With the growing AI tools and libraries, it’s now easier to generate fake content. Until recently, the production of fake content has been limited because of the lack of sophisticated tools and also the involvement of complex and time consuming processes. However, these limitations are being significantly dealt with the use of large amounts of training datasets and the growth of machine learning and computer vision techniques that eliminate the involvement of manual editing steps, resulting in an enormous amount of fake content. With the increase in these content generators, it has become a necessity to develop tools to detect the AI generated content so as to avoid repetitions and enhance problem solving skills.

In our day to day life, we might have come across various news, articles and videos that seem fake. People who are not that well versed with technology might believe that fake content and share that across social media. That fake content may look good, but it is not a good practice and therefore a validation is necessary and hence machine learning comes to the rescue. In 2014, machine learning researcher Ian Goodfellow introduced the idea of generative adversarial networks or GANs. Let’s explore the this term first, “Generative” i.e., output things like images rather than just simple predictions, “adversarial networks” i.e., two neural networks competing with each other, one trying to fool the other into thinking that it can generate real entities, and the other trying to differentiate between real and fake. The images produced around that time were easy for us to differentiate, but the latest GAN-generated images are much more difficult to identify properly.

Cons of AI generated art and images: The possible concerns are that AI generated art could potentially replace human artists and thus leading to job loss and a decline in the values that traditional art signifies. AI could easily be used to create unethical and offensive images that might harm the norms and values of human traditions and cultures. These image generators can easily be used in more than one malicious way, such as superimposing faces of other human beings on an offensive image, that might spread rumours among the society, it can also lead to various political issues. While there are pros of imaGen, the cons also can’t be outweighed. Therefore, it is very important to check for the authenticity of an image, to be aware of what you are watching and sharing.

Why to employ Machine Learning and Deep Learning?

In the initial phase, around the time when GANs were first introduced, it was easy for humans to differentiate between AI generated images and authentic images, but with the growing technologies and algorithms, it has become too tough for humans to do the same. And hence, machine learning algorithms are to be used to obtain the accurate results. Though the algorithms might not be accurate, it is still fruitful to employ those so as to get a brief idea about the process and complexity. And of course, if the generators can grow, why not detectors!!

Models and methodologies: There exists many solutions to a single problem , while one suggests something, other suggests some other thing. One approach is as follows, in order to train a machine learning model to classify an image as AI generated or real, the first and foremost step is to select the appropriate datasets. We would need some high quality real and AI generated images for the same. There are various datasets over the internet that might help with the real images but there’s no pre-existing dataset of AI generated images, hence we could generate images using a model pre-trained on CAHQ images.
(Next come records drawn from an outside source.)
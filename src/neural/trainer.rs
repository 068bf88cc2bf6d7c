//! Deep Q trainer replaying the same race environment as the tabular learner
//!
//! Features are the raw continuous observation: opponent position, opponent
//! minus human position, and elapsed time in milliseconds. Targets bootstrap
//! from the target network and the target is re-synced every
//! `target_sync_interval` updates.

use log::{debug, error, info, warn};
use rand::{Rng, SeedableRng, rngs::StdRng};
use serde::{Deserialize, Serialize};

use crate::{
    Error, Result,
    discretizer::map_state,
    environment::{
        EpisodeSummary, RaceState, RewardLog, TrainingSummary, finish_episode, reward,
    },
    neural::network::QNetwork,
    policy::TrainedPolicy,
    ports::{Learner, Observer},
    trajectory::Trajectory,
    types::{Action, NUM_ACTIONS},
};

/// Number of features the trainer feeds the network.
pub const FEATURE_COUNT: usize = 3;

/// Network shape and training hyperparameters.
#[derive(Debug, Clone, PartialEq, Serialize, Deserialize)]
#[serde(default)]
pub struct NetworkConfig {
    pub input_size: usize,
    pub hidden_size: usize,
    pub output_size: usize,
    /// SGD step size
    pub learning_rate: f32,
    /// Discount factor γ
    pub discount_factor: f32,
    /// Exploration rate ε
    pub epsilon: f64,
    /// Updates between target network refreshes
    pub target_sync_interval: usize,
    /// Random seed for reproducibility
    pub seed: Option<u64>,
}

impl NetworkConfig {
    pub fn with_hidden_size(mut self, hidden_size: usize) -> Self {
        self.hidden_size = hidden_size;
        self
    }

    pub fn with_learning_rate(mut self, learning_rate: f32) -> Self {
        self.learning_rate = learning_rate;
        self
    }

    pub fn with_epsilon(mut self, epsilon: f64) -> Self {
        self.epsilon = epsilon;
        self
    }

    pub fn with_target_sync_interval(mut self, interval: usize) -> Self {
        self.target_sync_interval = interval;
        self
    }

    pub fn with_seed(mut self, seed: u64) -> Self {
        self.seed = Some(seed);
        self
    }

    /// Check that the configuration describes a trainable network.
    ///
    /// # Errors
    ///
    /// Returns [`Error::InvalidConfiguration`] when the input or output size
    /// does not match the race features and actions, or a rate is invalid.
    pub fn validate(&self) -> Result<()> {
        let problem = if self.input_size != FEATURE_COUNT {
            Some(format!(
                "input_size must be {FEATURE_COUNT}, got {}",
                self.input_size
            ))
        } else if self.output_size != NUM_ACTIONS {
            Some(format!(
                "output_size must be {NUM_ACTIONS}, got {}",
                self.output_size
            ))
        } else if self.hidden_size == 0 {
            Some("hidden_size must be positive".to_string())
        } else if self.target_sync_interval == 0 {
            Some("target_sync_interval must be positive".to_string())
        } else if !(0.0..=1.0).contains(&self.epsilon) {
            Some(format!("epsilon must be within 0-1, got {}", self.epsilon))
        } else {
            None
        };

        match problem {
            Some(message) => Err(Error::InvalidConfiguration { message }),
            None => Ok(()),
        }
    }
}

impl Default for NetworkConfig {
    fn default() -> Self {
        Self {
            input_size: FEATURE_COUNT,
            hidden_size: 16,
            output_size: NUM_ACTIONS,
            learning_rate: 0.001,
            discount_factor: 0.9,
            epsilon: 0.1,
            target_sync_interval: 50,
            seed: None,
        }
    }
}

/// Continuous observation fed to the network.
#[derive(Debug, Clone, Copy, PartialEq)]
struct Features {
    x_position: f32,
    rel_position: f32,
    time_ms: f32,
}

impl Features {
    fn observe(race: &RaceState, reference_position: i32) -> Self {
        Self {
            x_position: race.agent_position as f32,
            rel_position: (race.agent_position - reference_position) as f32,
            time_ms: race.elapsed_ms() as f32,
        }
    }
}

/// ε-greedy deep Q trainer.
#[derive(Debug, Clone)]
pub struct DeepQTrainer {
    network: QNetwork,
    config: NetworkConfig,
    rng: StdRng,
    updates: usize,
    log: RewardLog,
}

impl DeepQTrainer {
    /// Create a trainer with a freshly initialized network.
    ///
    /// # Errors
    ///
    /// Returns [`Error::InvalidConfiguration`] if `config` fails validation.
    pub fn new(config: NetworkConfig) -> Result<Self> {
        config.validate()?;
        let mut rng = match config.seed {
            Some(seed) => StdRng::seed_from_u64(seed),
            None => StdRng::from_rng(&mut rand::rng()),
        };
        let network = Self::initial_network(&config, &mut rng);

        Ok(Self {
            network,
            config,
            rng,
            updates: 0,
            log: RewardLog::new(),
        })
    }

    fn initial_network(config: &NetworkConfig, rng: &mut StdRng) -> QNetwork {
        QNetwork::new(
            config.input_size,
            config.hidden_size,
            config.output_size,
            rng,
        )
    }

    pub fn network(&self) -> &QNetwork {
        &self.network
    }

    /// Gradient steps applied so far.
    pub fn updates(&self) -> usize {
        self.updates
    }

    fn epsilon_greedy(&mut self, features: Features) -> Result<Action> {
        if self.rng.random::<f64>() < self.config.epsilon {
            Ok(Action::ALL[self.rng.random_range(0..NUM_ACTIONS)])
        } else {
            self.network
                .best_action(features.x_position, features.rel_position, features.time_ms)
        }
    }

    /// Replay a single episode, training after every step.
    pub fn run_episode(
        &mut self,
        episode_index: usize,
        num_episodes: usize,
        trajectory: &mut Trajectory,
        observers: &mut [Box<dyn Observer>],
    ) -> Result<EpisodeSummary> {
        let episode = episode_index + 1;
        let mut race = RaceState::new();

        let initial = map_state(race.elapsed_secs, race.agent_position, trajectory)?;
        let mut features = Features::observe(&race, initial.reference_position);
        let mut action = self.epsilon_greedy(features)?;

        let mut steps = 0;
        let mut total_reward = 0i64;

        while !race.is_terminal() {
            race.advance(action);

            let step_reward = reward(race.agent_position, trajectory, race.elapsed_secs)?;
            let observed = map_state(race.elapsed_secs, race.agent_position, trajectory)?;
            race.observe(&observed);
            let next_features = Features::observe(&race, observed.reference_position);

            let record = self.log.record(episode, step_reward);
            for observer in observers.iter_mut() {
                observer.on_step(&record)?;
            }

            let target = if race.is_terminal() {
                step_reward as f32
            } else {
                step_reward as f32
                    + self.config.discount_factor
                        * self.network.max_q_value(
                            next_features.x_position,
                            next_features.rel_position,
                            next_features.time_ms,
                        )?
            };

            self.network.sgd_update(
                features.x_position,
                features.rel_position,
                features.time_ms,
                target,
                self.config.learning_rate,
            )?;
            self.updates += 1;
            if self.updates % self.config.target_sync_interval == 0 {
                self.network.sync_target();
            }

            features = next_features;
            action = self.epsilon_greedy(features)?;
            steps += 1;
            total_reward += i64::from(step_reward);
        }

        let pruned_samples = finish_episode(trajectory, episode_index, num_episodes);
        debug!("episode {episode}: {steps} steps, reward {total_reward}");

        Ok(EpisodeSummary {
            episode,
            steps,
            total_reward,
            pruned_samples,
        })
    }
}

impl Learner for DeepQTrainer {
    fn train(
        &mut self,
        trajectory: &mut Trajectory,
        num_episodes: usize,
        observers: &mut [Box<dyn Observer>],
    ) -> Result<TrainingSummary> {
        if trajectory.is_empty() {
            error!("deep Q training aborted: trajectory has no samples");
            return Err(Error::EmptyTrajectory);
        }

        info!(
            "training deep Q network ({}-{}-{}) for {num_episodes} episodes",
            self.config.input_size, self.config.hidden_size, self.config.output_size
        );

        for observer in observers.iter_mut() {
            observer.on_training_start(num_episodes)?;
        }

        for episode_index in 0..num_episodes {
            let summary = self
                .run_episode(episode_index, num_episodes, trajectory, observers)
                .inspect_err(|err| {
                    error!(
                        "deep Q training aborted in episode {}: {err}",
                        episode_index + 1
                    )
                })?;
            for observer in observers.iter_mut() {
                observer.on_episode_end(&summary)?;
            }
        }

        let summary = TrainingSummary::from_log(num_episodes, &self.log);
        for observer in observers.iter_mut() {
            observer.on_training_end(&summary)?;
        }

        info!(
            "training complete: {} updates, cumulative reward {}",
            self.updates, summary.cumulative_reward
        );
        Ok(summary)
    }

    fn name(&self) -> &str {
        "Deep-Q"
    }

    fn reward_log(&self) -> &RewardLog {
        &self.log
    }

    fn policy(&self) -> TrainedPolicy {
        TrainedPolicy::Network(self.network.parameters().clone())
    }

    /// Reseed exploration. An untrained network is also re-initialized from
    /// `seed`, matching a trainer built with that seed.
    fn set_rng_seed(&mut self, seed: u64) -> Result<()> {
        let mut rng = StdRng::seed_from_u64(seed);
        if self.updates == 0 {
            self.network = Self::initial_network(&self.config, &mut rng);
        } else {
            warn!(
                "reseeding exploration only: network already has {} updates",
                self.updates
            );
        }
        self.config.seed = Some(seed);
        self.rng = rng;
        Ok(())
    }

    fn as_any(&self) -> &dyn std::any::Any {
        self
    }
}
After getting the appropriate datasets, the next step would be the preprocessing of the images. For pre-processing techniques we could use high-pass filters, co-occurrence matrices, and color transformations. Based on the pre-existing approaches, we could select Xception and ForensicTransfer as state-of-the-art model architectures for CNN-generated image detection. Xception is a deep CNN with depth-wise separable convolutions, inspired by Inception modules, and has shown good performance in multiple image forgery detection tasks, both for regular and compressed images. ForensicTransfer (FT) is a CNN-based encoder decoder architecture, which learns to encode the properties of fake and real images in latent space, outperforming several other methods when combined with high-pass filtering the images, or using transfer learning for few-shot adaptation to unknown classes. Images are classified as real if the real partition in latent space is more active than the fake partition, and vice versa. Other works suggest using computer-vision based recognition framework, i.e. object detection and visual question answering, another suggests Dual Attention Fake Detection Fine-tuning Network (DA-FDFtNet), a fine-tuning neural network-based architecture for fake face image detection.  DAFDFtNet combines Fine-Tune Transformer (FTT) and Channel attention modules with a pre-trained Convolutional Neural Network (CNN) as a backbone, and MobileNet block V3 (MBblockV3) to distinguish the real and fake images.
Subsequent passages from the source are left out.